Besnik Mustafaj, l’amore impossibile e surreale dopo la guerra

“L’estate senza ritorno” di Besnik Mustafaj è un’opera sopravvissuta alla censura e al regime comunista in Albania. Un reduce di guerra, quarant’anni dopo la fine delle ostilità, torna a casa dalla fidanzata di un tempo che non l’ha mai dimenticato. Mai scontato, originale, coraggioso, il romanzo vive di immagini liriche e pensieri fluttuanti, di illusioni e fantasmi…

Un romanzo strano, una prosa ambigua, e – per questi giudizi che appartenevano ai volenterosi sostenitori di un’ideologia, piuttosto disinteressati alla letteratura – una scure capace di tagliare due terzi del testo originale. Stiamo parlando un’opera intensa e cruciale, che vide la luce inizialmente “mutilata” dalla censura dell’Albania comunista: a quei tempi e a quelle latitudini andavano avanti solo romanzi dediti alla causa del realismo socialista. Besnik Mustafaj non è una novità assoluta per l’editoria italiana (l’ha pubblicato anche Garzanti), è uno dei maggiori scrittori albanesi viventi (già politico, con incarichi diplomatici, e un’esperienza di ministro degli Esteri quasi vent’anni fa) e nella nota conclusiva di uno dei suoi più belli e importanti fra i suoi libri, spiega la suggestione all’origine della genesi de L’estate senza ritorno (204 pagine, 21 euro), che ritrovò la sua forma compiuta e venne nuovamente pubblicato, senza i tagli della censura, nel 1991, quando l’utopia dell’Urss e delle sue nazioni sorelle si sgretolò sotto i colpi della storia.

Forse non è come sembra…

L’estate senza ritorno, tradotto e curato da Julian Zhara, trova spazio nel bel catalogo delle edizioni Bibliotheka. È una felice scoperta leggere questo autore, la letteratura albanese non è solo il leggendario Ismail Kadare, morto qualche mese fa. Tra sogno, realtà e fiaba, Besnik Mustafaj racconta una storia d’amore e morte, condizionata dalla guerra, un amore, per molti versi, impossibile e surreale, un amour fou, quello tra l’impenetrabile e frettoloso Gori, reduce di guerra che torna, dopo l’esperienza del lager, a quarant’anni dalla fine delle ostilità, e Sana, la sua fidanzata di allora, una donna rimasta vergine, che non ha più voluto legarsi a nessun altro. Molto, però, non è come sembra. L’epilogo, con pagine del diario di Sana, allargherà qualsiasi nuvola d’incomprensione sull’andamento del romanzo.
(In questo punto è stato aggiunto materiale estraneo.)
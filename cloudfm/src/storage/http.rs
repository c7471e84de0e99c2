use std::sync::Arc;
use std::sync::atomic::{AtomicBool, Ordering};

use async_trait::async_trait;
use cloudfm_core::{ApiError, ApiErrorClass, CloudClient, FileEntry};
use time::OffsetDateTime;
use time::format_description::well_known::Rfc3339;
use tracing::{debug, warn};

use super::{
    BackendHandle, FileMeta, FileOp, Quota, ScopeId, StorageBackend, StorageConnector,
    StorageError,
};

const DEFAULT_PAGE_SIZE: u32 = 100;

/// Opens sessions against the storage REST API.
#[derive(Clone)]
pub struct HttpConnector {
    client: CloudClient,
    page_size: u32,
}

impl HttpConnector {
    pub fn new(client: CloudClient) -> Self {
        Self {
            client,
            page_size: DEFAULT_PAGE_SIZE,
        }
    }

    pub fn with_page_size(mut self, page_size: u32) -> Self {
        self.page_size = page_size.max(1);
        self
    }
}

#[async_trait]
impl StorageConnector for HttpConnector {
    async fn connect(&self, scope: ScopeId) -> Result<BackendHandle, StorageError> {
        let info = self
            .client
            .get_scope(scope.app_id())
            .await
            .map_err(|err| StorageError::Connection {
                scope: scope.app_id(),
                reason: err.to_string(),
            })?;
        debug!(
            scope = %scope,
            total_bytes = info.total_bytes,
            available_bytes = info.available_bytes,
            "storage session established"
        );
        let backend: BackendHandle = Arc::new(HttpBackend {
            client: self.client.clone(),
            scope,
            page_size: self.page_size,
            connected: AtomicBool::new(true),
        });
        Ok(backend)
    }
}

pub struct HttpBackend {
    client: CloudClient,
    scope: ScopeId,
    page_size: u32,
    connected: AtomicBool,
}

impl HttpBackend {
    /// Any auth failure ends the session; later calls need a reconnect.
    fn observe(&self, err: &ApiError) {
        if err.classification() == Some(ApiErrorClass::Auth)
            && self.connected.swap(false, Ordering::SeqCst)
        {
            warn!(scope = %self.scope, "storage session lost: {err}");
        }
    }

    fn unavailable(&self, err: ApiError) -> StorageError {
        self.observe(&err);
        StorageError::Unavailable(err.to_string())
    }

    fn file_error(&self, name: &str, op: FileOp, err: ApiError) -> StorageError {
        self.observe(&err);
        match err.classification() {
            Some(ApiErrorClass::Auth) => StorageError::Unavailable(err.to_string()),
            _ if err.is_rejection() => StorageError::rejected(name, op, err.to_string()),
            _ => StorageError::Transfer {
                name: name.to_string(),
                op,
                reason: err.to_string(),
            },
        }
    }
}

#[async_trait]
impl StorageBackend for HttpBackend {
    fn scope(&self) -> ScopeId {
        self.scope
    }

    fn is_connected(&self) -> bool {
        self.connected.load(Ordering::SeqCst)
    }

    async fn list(&self) -> Result<Vec<FileMeta>, StorageError> {
        let entries = self
            .client
            .list_files_all(self.scope.app_id(), self.page_size)
            .await
            .map_err(|err| self.unavailable(err))?;
        Ok(entries.into_iter().map(meta_from_entry).collect())
    }

    async fn stat(&self, name: &str) -> Result<FileMeta, StorageError> {
        match self.client.get_file(self.scope.app_id(), name).await {
            Ok(entry) => Ok(meta_from_entry(entry)),
            Err(err) if err.is_not_found() => Ok(FileMeta::missing(name)),
            Err(err) => Err(self.unavailable(err)),
        }
    }

    async fn quota(&self) -> Result<Quota, StorageError> {
        let info = self
            .client
            .get_scope(self.scope.app_id())
            .await
            .map_err(|err| self.unavailable(err))?;
        Ok(Quota {
            total_bytes: info.total_bytes,
            available_bytes: info.available_bytes,
        })
    }

    async fn read(&self, name: &str) -> Result<Vec<u8>, StorageError> {
        self.client
            .download(self.scope.app_id(), name)
            .await
            .map_err(|err| {
                self.observe(&err);
                if err.classification() == Some(ApiErrorClass::Auth) {
                    StorageError::Unavailable(err.to_string())
                } else {
                    StorageError::read(name, err.to_string())
                }
            })
    }

    async fn write(&self, name: &str, data: Vec<u8>) -> Result<(), StorageError> {
        self.client
            .upload(self.scope.app_id(), name, data)
            .await
            .map_err(|err| self.file_error(name, FileOp::Write, err))
    }

    async fn delete(&self, name: &str) -> Result<(), StorageError> {
        match self.client.delete_file(self.scope.app_id(), name).await {
            Ok(()) => Ok(()),
            Err(err) if err.is_not_found() => {
                debug!(scope = %self.scope, name, "delete of absent file");
                Ok(())
            }
            Err(err) => Err(self.file_error(name, FileOp::Delete, err)),
        }
    }
}

fn meta_from_entry(entry: FileEntry) -> FileMeta {
    let timestamp = parse_modified(entry.modified.as_deref());
    FileMeta {
        name: entry.name,
        size: entry.size,
        timestamp,
        is_persisted: entry.persisted,
        exists: entry.exists,
    }
}

fn parse_modified(value: Option<&str>) -> Option<OffsetDateTime> {
    let value = value?;
    match OffsetDateTime::parse(value, &Rfc3339) {
        Ok(parsed) => Some(parsed),
        Err(err) => {
            debug!(value, "ignoring unparseable timestamp: {err}");
            None
        }
    }
}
Si affastellano immagini liriche e pensieri fluttuanti e caotici, graficamente e ortograficamente l’autore si concede qualche libertà, per esempio usando, talvolta, arbitrariamente le lettere maiuscole (l’esempio più lampante alle pagine 108 e 109).

Forse l’Albania?

Gori – esausto e debilitato, volto pallido, spesso intento a leggere libri scritti da veterani di guerra – dice di aver mantenuto le promesse fatte a Sana decenni prima, e cerca di mettere in pratica quello che sognava, poco più che ragazzo, per il loro futuro in comune. Chi arriverà fino in fondo, alla fine di questo romanzo che tanto pretende dal lettore e tanto dà, scoprirà l’esistenza di uno scarto temporale di due settimane che fa la differenza in uno dei passaggi più significativi della vicenda. Sana, sopravvissuta in virtù di un’illusione, è un personaggio potentissimo e, chissà potrebbe, in qualche modo rappresentare l’Albania, alle prese con l’inganno e l’abbaglio del comunismo, con ombre e fantasmi. Besnik Mustafaj, ormai quasi quarant’anni fa, ha scritto un volume che ha nel suo dna il coraggio, l’originalità, la sfida alla letteratura che va per la maggiore e che forse letteratura non è.